The Lord gave - Hebrew יהוה
yehovah. He had nothing when he came into the world, and all that he had obtained had been by the good providence of God. As "he" gave it, he had a right to remove it. Such was the feeling of Job, and such is the true language of submission everywhere. He who has a proper view of what he possesses will feel that it is all to be traced to God, and that he has a right to remove it when he pleases.
And the
Lord hath taken away - It is not by accident; it is not the result of haphazard; it is not to be traced to storms and winds and the bad passions of people. It is the result of intelligent design, and whoever has been the agent or instrument in it, it is to be referred to the overruling providence of God. Why did not Job vent his wrath on the Sabeans? Why did he not blame the Chaldeans? Why did he not curse the tempest and the storm? Why did he not blame his sons for exposing themselves? Why not suspect the malice of Satan? Why not suggest that the calamity was to be traced to bad fortune, to ill-luck, or or to an evil administration of human affairs? None of these things occurred to Job. He traced the removal of his property and his loss of children at once to God, and found consolation in the belief that an intelligent and holy Sovereign presided over his affairs, and that he had removed only what he gave.
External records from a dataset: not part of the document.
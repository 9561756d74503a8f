//! Sleep window shifting.

use serde::{Deserialize, Serialize};
use std::fmt;

use crate::error::Result;
use crate::travel::{format_clock, parse_clock};
use crate::travel::time::offset_minutes;

/// Differences above this many hours are treated as a major adjustment.
const MAJOR_ADJUSTMENT_THRESHOLD_HOURS: f64 = 6.0;

/// Coarse severity of the required shift.
#[derive(Debug, Clone, Copy, PartialEq, Eq, Serialize, Deserialize)]
pub enum AdjustmentPhase {
    #[serde(rename = "Major adjustment needed")]
    Major,
    #[serde(rename = "Moderate adjustment")]
    Moderate,
}

impl AdjustmentPhase {
    pub fn from_difference(signed_hours: f64) -> Self {
        if signed_hours.abs() > MAJOR_ADJUSTMENT_THRESHOLD_HOURS {
            AdjustmentPhase::Major
        } else {
            AdjustmentPhase::Moderate
        }
    }

    pub fn label(&self) -> &'static str {
        match self {
            AdjustmentPhase::Major => "Major adjustment needed",
            AdjustmentPhase::Moderate => "Moderate adjustment",
        }
    }
}

impl fmt::Display for AdjustmentPhase {
    fn fmt(&self, f: &mut fmt::Formatter<'_>) -> fmt::Result {
        f.write_str(self.label())
    }
}

/// Sleep window expressed in destination clock time.
#[derive(Debug, Clone, PartialEq, Eq, Serialize, Deserialize)]
#[serde(rename_all = "camelCase")]
pub struct SleepSchedule {
    pub new_bedtime: String,
    pub new_wake_time: String,
    pub adjustment_phase: AdjustmentPhase,
}

/// Shift the habitual sleep window by the signed zone difference.
///
/// Both times move by `difference * 60` minutes and wrap to a time of day;
/// no date component is kept.
///
/// # Errors
///
/// Returns `InvalidInput` if either time is not a valid "HH:MM" string.
pub fn shift_sleep_schedule(
    usual_bedtime: &str,
    usual_wake_time: &str,
    signed_difference: f64,
) -> Result<SleepSchedule> {
    let bedtime = parse_clock("usualBedtime", usual_bedtime)?;
    let wake_time = parse_clock("usualWakeTime", usual_wake_time)?;
    let shift = offset_minutes(signed_difference);

    Ok(SleepSchedule {
        new_bedtime: format_clock(bedtime + shift),
        new_wake_time: format_clock(wake_time + shift),
        adjustment_phase: AdjustmentPhase::from_difference(signed_difference),
    })
}

#[cfg(test)]
mod tests {
    use super::*;

    #[test]
    fn eastward_shift_wraps_past_midnight() {
        let schedule = shift_sleep_schedule("22:00", "06:00", 9.0).unwrap();
        assert_eq!(schedule.new_bedtime, "07:00");
        assert_eq!(schedule.new_wake_time, "15:00");
        assert_eq!(schedule.adjustment_phase, AdjustmentPhase::Major);
    }

    #[test]
    fn negative_shift_wraps_backwards() {
        let schedule = shift_sleep_schedule("00:30", "08:00", -2.0).unwrap();
        assert_eq!(schedule.new_bedtime, "22:30");
        assert_eq!(schedule.new_wake_time, "06:00");
        assert_eq!(schedule.adjustment_phase, AdjustmentPhase::Moderate);
    }

    #[test]
    fn fractional_offset_shifts_by_minutes() {
        let schedule = shift_sleep_schedule("23:00", "07:00", 4.5).unwrap();
        assert_eq!(schedule.new_bedtime, "03:30");
        assert_eq!(schedule.new_wake_time, "11:30");
    }

    #[test]
    fn phase_threshold_is_strict() {
        assert_eq!(AdjustmentPhase::from_difference(6.0), AdjustmentPhase::Moderate);
        assert_eq!(AdjustmentPhase::from_difference(-6.0), AdjustmentPhase::Moderate);
        assert_eq!(AdjustmentPhase::from_difference(6.5), AdjustmentPhase::Major);
        assert_eq!(AdjustmentPhase::from_difference(-17.0), AdjustmentPhase::Major);
    }

    #[test]
    fn malformed_time_is_rejected() {
        let err = shift_sleep_schedule("late", "07:00", 1.0).unwrap_err();
        assert!(err.to_string().contains("usualBedtime"));
        let err = shift_sleep_schedule("23:00", "7am", 1.0).unwrap_err();
        assert!(err.to_string().contains("usualWakeTime"));
    }

    #[test]
    fn phase_serializes_as_label() {
        let schedule = shift_sleep_schedule("23:00", "07:00", 0.0).unwrap();
        let json = serde_json::to_value(&schedule).unwrap();
        assert_eq!(json["adjustmentPhase"], "Moderate adjustment");
        assert_eq!(json["newBedtime"], "23:00");
    }
}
Blessed be the name of the Lord - That is, blessed be
yahweh - the "name" of anyone in Hebrew being often used to denote the person himself. The Syriac, Arabic, and some manuscripts of the Septuagint here adds "forever." - "Here," says Schmid, "the contrast is observable between the object of Satan, which was to induce Job to renounce God, and the result of the temptation which was to lead Job to bless God." Thus, far Satan had been foiled, and Job had sustained the shock of the calamity, and showed that he did not serve God on account of the benefits which be had received from him.